À quelles conditions historiques et littéraires imputer l’étrangeté d’une situation si distinctive ? Comment comprendre, tout particulièrement, que Stendhal soit devenu un « écrivain patrimonial, mais patrimonial chic », offert « à nous, 230 ans après sa naissance, dans sa boîte armoriée et sa légende presque intacte, comme une “promesse de bonheur”, d’intelligence et de style » (p. 267) ? L’intérêt du Moment Stendhal consiste, en articulant frontalement ces questions, à faire ici d’une pierre, deux coups : à la seule échelle de la monographie, il en vient à revisiter l’histoire politique du premier XIXe siècle et à dégager la spécificité — c’est-à-dire la plasticité — du fait littéraire.
« Un Stendhal », disent les manuels ; mais pourquoi donc « des Stendhaux » (p. 259) ? Une première réponse nous est suggérée par le plan adopté dans l’essai, qui épouse une courbe chronologique : l’Empire napoléonien, la Restauration et la monarchie de Juillet verraient évoluer la personne et les préoccupations du romancier. Et comment pourrait-il en être autrement ? L’histoire a ses exigences... Pourtant, il n’est pas un développement du Moment Stendhal qui ne complique la donne : chaque époque ainsi distinguée, chaque contexte d’écriture est rendu à sa complexité et à son tuilage constitutif.
Le présent de 1800, le présent de 1815 et le présent de 1830 sont en même temps ceux d’une France restaurée et d’une France révolutionnée. L’extrême sophistication de cet essai rend justice, en un sens, aux contradictions qui animent tout (soi-disant) présent. Mais cette fidélité pourrait avoir un coût : affranchie d’une conception linéaire de l’histoire, elle risque presque naturellement d’entraîner un morcellement du propos. Et demande, en tout état de cause, de déterminer ce qui aimanta et alimenta d’une manière si persistante l’écriture de Stendhal.
Ce carburant, François Vanoosthuyse le nomme « paradoxe ». Au fond, ce sont la même exaltation de la liberté et la même détestation des féodalités de toutes sortes, anciennes et nouvelles, « de-droite » et « de-gauche », qui dynamisent des œuvres aussi diverses que La Chartreuse de Parme, D’un nouveau complot contre les industriels et Lucien Leuwen. Curieux attelage, « attelage excentrique » (p. 311), que celui de l’idéal révolutionnaire et d’un esprit réactionnaire, hostile au libéralisme triomphant... Le « moment Stendhal » a sans doute sa cohérence, dira-t-on : celle, toujours clivante, d’un « aristocratisme de gauche » (p. 167), noué « avec élégance [et] avec charme » (p. 372).
Cet ouvrage suggère toutefois que l’acuité d’un regard et d’un discours tiennent moins à leur cohérence éventuelle qu’à leur nécessaire déphasage.

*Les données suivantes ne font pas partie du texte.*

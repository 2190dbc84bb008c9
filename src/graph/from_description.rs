//! Description-to-graph conversion.

use super::{
    BuildGraph, Command, Compile, CompileMode, CopyFile, DriverId, EchoFile, Edge, EdgeKind,
    FileType, Link, LinkMode, NodeId, Symlink, TestCase, TestDriver, WriteFile,
};
use crate::description::{
    BuildDescription, CommandDecl, DESCRIPTION_FILE, DescriptionError, EdgeDecl, FileRef, NodeRef,
    PathRef, RuleDecl, TestDecl, Word,
};
use crate::path::{Path, Root};
use crate::safe_str::SafeStr;
use crate::shell::CommandLine;
use indexmap::IndexMap;
use tracing::debug;

/// The type a node gets when its reference does not say.
#[derive(Clone, Copy)]
struct Hint<'a> {
    file_type: FileType,
    lang: Option<&'a str>,
}

impl Hint<'_> {
    const GENERIC: Self = Self {
        file_type: FileType::Generic,
        lang: None,
    };

    const fn of(file_type: FileType) -> Self {
        Self {
            file_type,
            lang: None,
        }
    }
}

const fn link_output_type(mode: LinkMode, primary: bool) -> FileType {
    match (mode, primary) {
        (LinkMode::Executable, true) => FileType::Executable,
        (LinkMode::SharedLibrary | LinkMode::LoadableModule, true) => FileType::SharedLibrary,
        (LinkMode::SharedLibrary | LinkMode::LoadableModule, false) => FileType::ImportLibrary,
        (LinkMode::StaticLibrary, true) => FileType::StaticLibrary,
        (LinkMode::Executable | LinkMode::StaticLibrary, false) => FileType::Generic,
    }
}

fn file_node(
    graph: &mut BuildGraph,
    file: &FileRef,
    hint: Hint<'_>,
) -> Result<NodeId, DescriptionError> {
    let reference = PathRef {
        path: file.path.clone(),
        root: file.root,
    };
    if file.directory {
        return Ok(graph.directory(reference.to_directory()?));
    }
    let path = reference.to_path()?;
    let lang = file.lang.as_deref().or(hint.lang);
    Ok(match file.file_type.unwrap_or(hint.file_type) {
        FileType::Source => graph.source_file(path, lang),
        other => graph.file_with_lang(path, other, lang),
    })
}

fn node(
    graph: &mut BuildGraph,
    reference: &NodeRef,
    hint: Hint<'_>,
) -> Result<NodeId, DescriptionError> {
    match reference {
        NodeRef::Name(name) => {
            let file = FileRef {
                path: name.clone(),
                root: Root::SrcDir,
                file_type: None,
                lang: None,
                directory: false,
            };
            file_node(graph, &file, hint)
        }
        NodeRef::Phony(phony) => Ok(graph.phony(&phony.phony)),
        NodeRef::File(file) => file_node(graph, file, hint),
    }
}

fn nodes(
    graph: &mut BuildGraph,
    references: &[NodeRef],
    hint: Hint<'_>,
) -> Result<Vec<NodeId>, DescriptionError> {
    references.iter().map(|r| node(graph, r, hint)).collect()
}

fn words(values: &[Word]) -> Result<Vec<SafeStr>, DescriptionError> {
    values.iter().map(Word::to_safe_str).collect()
}

fn env(values: &IndexMap<String, Word>) -> Result<IndexMap<String, SafeStr>, DescriptionError> {
    values
        .iter()
        .map(|(name, value)| Ok((name.clone(), value.to_safe_str()?)))
        .collect()
}

fn optional_path(value: Option<&PathRef>) -> Result<Option<Path>, DescriptionError> {
    value.map(PathRef::to_path).transpose()
}

/// Resolve a step's outputs and kind together: the output types depend on
/// the rule, and the rule's inputs are interned after its outputs so an
/// object referenced by a later link finds the compile's node.
fn step(graph: &mut BuildGraph, decl: &EdgeDecl) -> Result<Edge, DescriptionError> {
    let (outputs, kind) = match &decl.rule {
        RuleDecl::Compile {
            source,
            lang,
            options,
            includes,
            pch,
            precompile,
            pch_source,
        } => {
            let lang_hint = |file_type| Hint {
                file_type,
                lang: Some(lang.as_str()),
            };
            let mut outputs = Vec::with_capacity(decl.outputs.len());
            for (i, output) in decl.outputs.iter().enumerate() {
                let file_type = match (*precompile, i) {
                    (true, 0) => FileType::PrecompiledHeader,
                    _ => FileType::Object,
                };
                outputs.push(node(graph, output, lang_hint(file_type))?);
            }
            let source_type = if *precompile {
                FileType::Header
            } else {
                FileType::Source
            };
            let mode = match (*precompile, pch_source) {
                (true, pch_source) => CompileMode::PrecompiledHeader {
                    pch_source: pch_source
                        .as_ref()
                        .map(|r| node(graph, r, lang_hint(FileType::Source)))
                        .transpose()?,
                },
                (false, None) => CompileMode::Object,
                (false, Some(_)) => {
                    return Err(DescriptionError::Invalid(
                        "'pch_source' requires 'precompile'".to_owned(),
                    ));
                }
            };
            let compile = Compile {
                source: node(graph, source, lang_hint(source_type))?,
                lang: lang.clone(),
                options: words(options)?,
                includes: includes
                    .iter()
                    .map(PathRef::to_directory)
                    .collect::<Result<Vec<_>, _>>()?,
                pch: pch
                    .as_ref()
                    .map(|r| node(graph, r, lang_hint(FileType::PrecompiledHeader)))
                    .transpose()?,
                mode,
            };
            (outputs, EdgeKind::Compile(compile))
        }
        RuleDecl::Link {
            mode,
            files,
            libs,
            whole_archive,
            options,
            lib_options,
            project_name,
        } => {
            let mut outputs = Vec::with_capacity(decl.outputs.len());
            for (i, output) in decl.outputs.iter().enumerate() {
                let hint = Hint::of(link_output_type(*mode, i == 0));
                outputs.push(node(graph, output, hint)?);
            }
            let link = Link {
                mode: *mode,
                files: nodes(graph, files, Hint::of(FileType::Object))?,
                libs: nodes(graph, libs, Hint::GENERIC)?,
                whole_archive: nodes(graph, whole_archive, Hint::of(FileType::StaticLibrary))?,
                options: words(options)?,
                lib_options: words(lib_options)?,
                project_name: project_name.clone(),
            };
            (outputs, EdgeKind::Link(link))
        }
        RuleDecl::CopyFile { source } => {
            let outputs = nodes(graph, &decl.outputs, Hint::GENERIC)?;
            let copy = CopyFile {
                source: node(graph, source, Hint::GENERIC)?,
            };
            (outputs, EdgeKind::CopyFile(copy))
        }
        RuleDecl::Symlink { target } => {
            let outputs = nodes(graph, &decl.outputs, Hint::GENERIC)?;
            let link = Symlink {
                target: node(graph, target, Hint::GENERIC)?,
            };
            (outputs, EdgeKind::Symlink(link))
        }
        RuleDecl::Command {
            commands,
            env: vars,
            console,
        } => {
            let outputs = nodes(graph, &decl.outputs, Hint::GENERIC)?;
            let lines = commands
                .iter()
                .map(|command| {
                    Ok(match command {
                        CommandDecl::Raw(text) => CommandLine::raw(SafeStr::text(text)),
                        CommandDecl::Args(args) => CommandLine::Args(words(args)?),
                    })
                })
                .collect::<Result<Vec<_>, DescriptionError>>()?;
            let command = Command {
                commands: lines,
                env: env(vars)?,
                console: *console,
            };
            (outputs, EdgeKind::Command(command))
        }
        RuleDecl::WriteFile { lines } => (
            nodes(graph, &decl.outputs, Hint::GENERIC)?,
            EdgeKind::WriteFile(WriteFile {
                lines: lines.clone(),
            }),
        ),
        RuleDecl::EchoFile { text } => (
            nodes(graph, &decl.outputs, Hint::GENERIC)?,
            EdgeKind::EchoFile(EchoFile { text: text.clone() }),
        ),
        RuleDecl::Alias => (nodes(graph, &decl.outputs, Hint::GENERIC)?, EdgeKind::Alias),
    };
    let extra_deps = nodes(graph, &decl.extra_deps, Hint::GENERIC)?;
    let mut edge = Edge::new(kind, outputs).with_extra_deps(extra_deps);
    edge.description.clone_from(&decl.description);
    Ok(edge)
}

fn add_tests(
    graph: &mut BuildGraph,
    entries: &[TestDecl],
    parent: Option<DriverId>,
) -> Result<(), DescriptionError> {
    let program = Hint::of(FileType::Executable);
    for entry in entries {
        match entry {
            TestDecl::Case {
                target,
                options,
                env: vars,
            } => {
                let case = TestCase {
                    target: target.as_ref().map(|t| node(graph, t, program)).transpose()?,
                    options: words(options)?,
                    env: env(vars)?,
                };
                graph.add_test(case, parent)?;
            }
            TestDecl::Driver {
                target,
                options,
                env: vars,
                children,
            } => {
                let driver = TestDriver {
                    target: target.as_ref().map(|t| node(graph, t, program)).transpose()?,
                    options: words(options)?,
                    env: env(vars)?,
                    children: Vec::new(),
                };
                let id = graph.add_test_driver(driver, parent)?;
                add_tests(graph, children, Some(id))?;
            }
        }
    }
    Ok(())
}

impl BuildGraph {
    /// Build a graph from a front-end's description.
    ///
    /// Every step is registered through [`BuildGraph::add_edge`], so a
    /// description that violates the graph's invariants is rejected with the
    /// same errors as direct registration.
    ///
    /// # Errors
    ///
    /// Returns [`DescriptionError`] for invalid paths, an empty project name
    /// or any step the graph rejects.
    pub fn from_description(description: &BuildDescription) -> Result<Self, DescriptionError> {
        if description.project.trim().is_empty() {
            return Err(DescriptionError::Invalid(
                "the project name must not be empty".to_owned(),
            ));
        }
        let mut graph = Self::new(description.project.clone());

        for file in &description.files {
            file_node(&mut graph, file, Hint::GENERIC)?;
        }
        for decl in &description.edges {
            let edge = step(&mut graph, decl)?;
            let primary = edge.outputs.first().copied();
            graph.add_edge(edge)?;
            if let Some(id) = primary
                && !decl.install_deps.is_empty()
            {
                let deps = nodes(&mut graph, &decl.install_deps, Hint::GENERIC)?;
                graph.add_install_deps(id, deps)?;
            }
        }
        for default in &description.defaults {
            let id = node(&mut graph, default, Hint::GENERIC)?;
            graph.mark_default(id)?;
        }
        for install in &description.install {
            let id = node(&mut graph, &install.target, Hint::GENERIC)?;
            graph.add_install(id, install.root)?;
        }
        add_tests(&mut graph, &description.tests, None)?;
        let test_deps = nodes(&mut graph, &description.test_deps, Hint::GENERIC)?;
        graph.add_test_deps(test_deps)?;

        for (lang, options) in &description.global_options {
            graph.add_global_options(lang, words(options)?);
        }
        graph.add_global_link_options(words(&description.global_link_options)?);
        let find_dirs = description
            .find_dirs
            .iter()
            .map(PathRef::to_directory)
            .collect::<Result<Vec<_>, _>>()?;
        graph.add_find_dirs(find_dirs);

        let regen = &description.regenerate;
        let entry = match &regen.description {
            Some(path) => path.to_path()?,
            None => Path::new(DESCRIPTION_FILE, Root::SrcDir).map_err(|source| {
                DescriptionError::Path {
                    path: DESCRIPTION_FILE.to_owned(),
                    source,
                }
            })?,
        };
        let target = graph.regenerate_mut();
        target.description = Some(entry);
        target.toolchain = optional_path(regen.toolchain.as_ref())?;
        target.package_metadata = optional_path(regen.package_metadata.as_ref())?;
        target.outputs = regen
            .outputs
            .iter()
            .map(PathRef::to_path)
            .collect::<Result<Vec<_>, _>>()?;

        debug!(
            project = graph.project_name(),
            edges = description.edges.len(),
            "converted build description"
        );
        Ok(graph)
    }
}
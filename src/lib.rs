//! Gantry core library.
//!
//! Gantry models a software build as a graph of files, phony targets and
//! build steps, and writes that graph out as a Makefile, a `build.ninja`
//! file or a Visual Studio solution with MSBuild projects. A front-end
//! describes the build in a [`description::BuildDescription`]; the
//! [`runner`] turns it into a [`graph::BuildGraph`] and hands the graph to
//! the chosen [`backend`].

pub mod backend;
pub mod cli;
pub mod description;
pub mod environment;
pub mod graph;
pub mod path;
pub mod runner;
pub mod safe_str;
pub mod shell;
pub mod tools;
pub mod version;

S’attaquant à l’ancien monde au nom d’aspirations nouvelles, éreintant la « médiocratie » de 1830 au nom de valeurs héritées du passé, Stendhal n’est d’aucune école et reste en porte-à-faux. Seul ce déphasage, seul cet anachronisme foncier met l’œuvre aux prises avec son présent (qui n’est pas véritablement son époque) et peut expliquer sa « capacité à durer » (p. 360). Heureuse et étrange fécondité... À la suite de deux autres grands critiques du siècle, Georges Blin et Philippe Berthier [1], l’auteur de cet essai-manifeste plaide ainsi la cause du boitement, des effets de sfumato qui en découlent et de l’aspect souverainement « débraillé » du texte stendhalien.

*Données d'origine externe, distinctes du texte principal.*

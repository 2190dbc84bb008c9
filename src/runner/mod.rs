//! CLI execution and command dispatch logic.
//!
//! This module keeps `main` minimal by providing a single entry point that
//! handles command execution. `configure` reads the build description from
//! the source directory, writes the backend's files into the build directory
//! and saves the configuration next to them; `regenerate` reloads that
//! configuration and writes the files again.

mod error;
mod path_helpers;

pub use error::RunnerError;

use crate::backend::{self, Backend, OutputFile};
use crate::cli::{Cli, Commands, ConfigureArgs};
use crate::description::{BuildDescription, DESCRIPTION_FILE};
use crate::environment::Environment;
use crate::graph::BuildGraph;
use crate::version;
use anyhow::{Context, Result};
use camino::Utf8Path;
use serde::{Deserialize, Serialize};
use std::io::Write;
use tempfile::NamedTempFile;
use tracing::{debug, info};

use path_helpers::{absolute_dir, resolve_cli_path};

/// Name of the saved configuration in the build directory.
pub const CONFIG_FILE: &str = ".gantry_config.json";

/// Everything `regenerate` needs to reproduce a `configure` run.
#[derive(Debug, Clone, PartialEq, Eq, Serialize, Deserialize)]
#[serde(deny_unknown_fields)]
pub struct SavedConfig {
    /// The backend files were generated for.
    pub backend: Backend,
    /// The environment captured at configure time.
    pub environment: Environment,
}

/// Execute the parsed [`Cli`] commands.
///
/// # Errors
///
/// Returns an error if the description cannot be loaded, the graph cannot
/// be generated or a file cannot be written.
pub fn run(cli: &Cli) -> Result<()> {
    match &cli.command {
        Commands::Configure(args) => configure(cli, args),
        Commands::Regenerate { builddir } => {
            let dir = resolve_cli_path(cli, builddir);
            regenerate(&absolute_dir(dir.as_ref())?)
        }
    }
}

fn configure(cli: &Cli, args: &ConfigureArgs) -> Result<()> {
    let srcdir = absolute_dir(resolve_cli_path(cli, &args.srcdir).as_ref())?;
    let build_arg = resolve_cli_path(cli, &args.builddir);
    std::fs::create_dir_all(build_arg.as_ref())
        .with_context(|| format!("creating build directory {}", build_arg.display()))?;
    let builddir = absolute_dir(build_arg.as_ref())?;
    if srcdir == builddir {
        return Err(RunnerError::SameDirectory { path: srcdir }.into());
    }

    let mut env = Environment::new(srcdir, builddir)
        .with_variables(|name| std::env::var(name).ok());
    env.toolchain = args.toolchain;
    if let Some(prefix) = &args.prefix {
        env.install_dirs.prefix.clone_from(prefix);
    }
    if let Some(exe) = std::env::current_exe()
        .ok()
        .and_then(|path| path.into_os_string().into_string().ok())
    {
        env.generator = vec![exe];
    }
    env.backend_version = version::probe(args.backend, &env);
    info!(backend = %args.backend, srcdir = %env.srcdir, builddir = %env.builddir, "configuring");

    let config = SavedConfig {
        backend: args.backend,
        environment: env,
    };
    generate(&config)?;
    save_config(&config)
}

/// Rewrite the build files of a configured build directory.
///
/// # Errors
///
/// Fails if `builddir` holds no saved configuration or generation fails.
pub fn regenerate(builddir: &Utf8Path) -> Result<()> {
    let path = builddir.join(CONFIG_FILE);
    if !path.is_file() {
        return Err(RunnerError::NotConfigured {
            path: builddir.to_owned(),
        }
        .into());
    }
    let text = std::fs::read_to_string(&path)
        .with_context(|| format!("reading configuration {path}"))?;
    let config: SavedConfig = serde_json::from_str(&text)
        .with_context(|| format!("parsing configuration {path}"))?;
    info!(backend = %config.backend, builddir = %builddir, "regenerating");
    generate(&config)
}

/// Load the description, build the graph and write every backend file.
fn generate(config: &SavedConfig) -> Result<()> {
    let env = &config.environment;
    let description_path = env.srcdir.join(DESCRIPTION_FILE);
    if !description_path.is_file() {
        return Err(RunnerError::DescriptionNotFound {
            path: description_path,
        }
        .into());
    }
    let description = BuildDescription::from_path(&description_path)
        .with_context(|| format!("loading build description {description_path}"))?;
    let graph = BuildGraph::from_description(&description)
        .context("building the build graph")?;
    let files = backend::generate(config.backend, &graph, env)
        .with_context(|| format!("generating {} files", config.backend))?;
    for file in &files {
        write_output(&env.builddir, file)?;
    }
    Ok(())
}

fn save_config(config: &SavedConfig) -> Result<()> {
    let mut contents =
        serde_json::to_string_pretty(config).context("serialising configuration")?;
    contents.push('\n');
    write_output(
        &config.environment.builddir,
        &OutputFile::new(CONFIG_FILE, contents),
    )
}

/// Atomically replace `file` under `builddir`.
///
/// The contents are written to a temporary file in the destination directory
/// and renamed into place, so a build tool never observes a partial file.
fn write_output(builddir: &Utf8Path, file: &OutputFile) -> Result<()> {
    let path = builddir.join(&file.path);
    let parent = path.parent().unwrap_or(builddir);
    std::fs::create_dir_all(parent).with_context(|| format!("creating directory {parent}"))?;
    let mut tmp = NamedTempFile::new_in(parent)
        .with_context(|| format!("creating temporary file in {parent}"))?;
    tmp.write_all(file.contents.as_bytes())
        .with_context(|| format!("writing {path}"))?;
    tmp.persist(&path)
        .with_context(|| format!("replacing {path}"))?;
    debug!(bytes = file.contents.len(), "wrote {path}");
    Ok(())
}

#[cfg(test)]
mod tests;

Un facteur explicatif est ici privilégié, ordonnant la littérature à la vie et à la « personne Stendhal » : l’élaboration tout à fait singulière d’une posture d’homme supérieur [2], d’« un ethos suffisamment spirituel pour n’être pas tout à fait soluble » (p. 280) dans quelque école que ce soit. L’originalité de ce dandysme stendhalien fait l’originalité de la méthode adoptée par François Vanoosthuyse, qui enracine les stratégies auctoriales de distinction dans la situation sociale elle-même d’Henri Beyle (son origine provinciale, son sentiment de déclassement, son absence de diplôme et de patrimoine, etc.) — et qui la voit à l’œuvre aussi bien dans la fabrique du pseudonyme « Stendhal » (déjà bien commentée par Jean Starobinski et de Gérard Genette [3]) que dans la facture des esquisses théâtrales, des récits de voyage, des pamphlets ayant précédé la production romanesque.

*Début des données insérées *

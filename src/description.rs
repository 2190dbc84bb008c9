//! The build description handed over by a front-end.
//!
//! A front-end evaluates the user's build script and serialises the result
//! as a [`BuildDescription`] JSON document (`build.gantry.json`). Its shape
//! mirrors the graph closely: files are referenced by root-relative path,
//! phony targets by name, and every build step carries its kind in a `kind`
//! tag. [`crate::graph::BuildGraph::from_description`] turns the document
//! into a validated graph.
//!
//! ```rust
//! use gantry::description::BuildDescription;
//!
//! let json = r#"{
//!     "gantry_version": "1.0.0",
//!     "project": "hello",
//!     "edges": [{
//!         "outputs": [{"path": "hello.o"}],
//!         "rule": {
//!             "kind": "compile",
//!             "source": {"path": "hello.c", "root": "srcdir"},
//!             "lang": "c"
//!         }
//!     }]
//! }"#;
//! let description = BuildDescription::parse(json)?;
//! assert_eq!(description.edges.len(), 1);
//! # Ok::<(), gantry::description::DescriptionError>(())
//! ```

// miette/thiserror derive expansion trips `unused_assignments` on some
// toolchains; `expect` would fail where the lint does not fire.
// FIXME(rust-lang/rust#130021): remove once upstream is fixed.
#![allow(
    clippy::allow_attributes,
    clippy::allow_attributes_without_reason,
    unused_assignments
)]

use crate::graph::{FileType, GraphError, LinkMode};
use crate::path::{Path, PathError, Root};
use crate::safe_str::SafeStr;
use camino::{Utf8Path, Utf8PathBuf};
use indexmap::IndexMap;
use miette::Diagnostic;
use semver::Version;
use serde::{Deserialize, Serialize};
use thiserror::Error;
//! The Ninja backend.
//!
//! Produces `build.ninja`. Each compiler, linker and helper gets one named
//! rule; per-target flags are statement-level variables layered over
//! `global_*` defaults. Ninja creates output directories itself and reads
//! header dependencies through `deps`, so no sentinels or depfile includes
//! are needed.

mod builtins;
pub mod rules;
pub mod syntax;

pub use rules::NinjaEmitter;

use super::{EmitError, OutputFile, emit_all, find_depfile};
use crate::environment::Environment;
use crate::graph::BuildGraph;
use tracing::debug;

/// The generated file's name.
pub const NINJAFILE: &str = "build.ninja";

/// Generate `build.ninja` (and the find depfile, when needed).
///
/// # Errors
///
/// Fails if the graph cannot be represented as a Ninja file.
pub fn write(graph: &BuildGraph, env: &Environment) -> Result<Vec<OutputFile>, EmitError> {
    let mut emitter = NinjaEmitter::new(env);
    emitter.path_variables(graph)?;
    emitter.all_rule(graph)?;
    emitter.install_rule(graph)?;
    emitter.test_rule(graph)?;
    emit_all(&mut emitter, graph)?;
    emitter.clean_rule()?;

    let depfile = find_depfile(graph, env, NINJAFILE, false)?;
    emitter.regenerate_rule(graph, depfile.is_some())?;

    let contents = emitter.file().write()?;
    debug!(
        bytes = contents.len(),
        required = ?emitter.file().required_version(),
        "rendered build.ninja"
    );
    let mut files = vec![OutputFile::new(NINJAFILE, contents)];
    files.extend(depfile);
    Ok(files)
}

Fabrique éminemment retorse, par conséquent : cette subjectivité par laquelle le texte stendhalien donne l’impression d’avoir « un visage, des yeux, une bouche » (p. 262), reste constamment mise à distance d’elle-même, ironisée et littérarisée. On conçoit dès lors que la communauté des lecteurs « happy few » rêvée par l’écrivain le soit sur la base d’une connivence intellectuelle et affective, bien davantage qu’en vertu d’une adhésion idéologique.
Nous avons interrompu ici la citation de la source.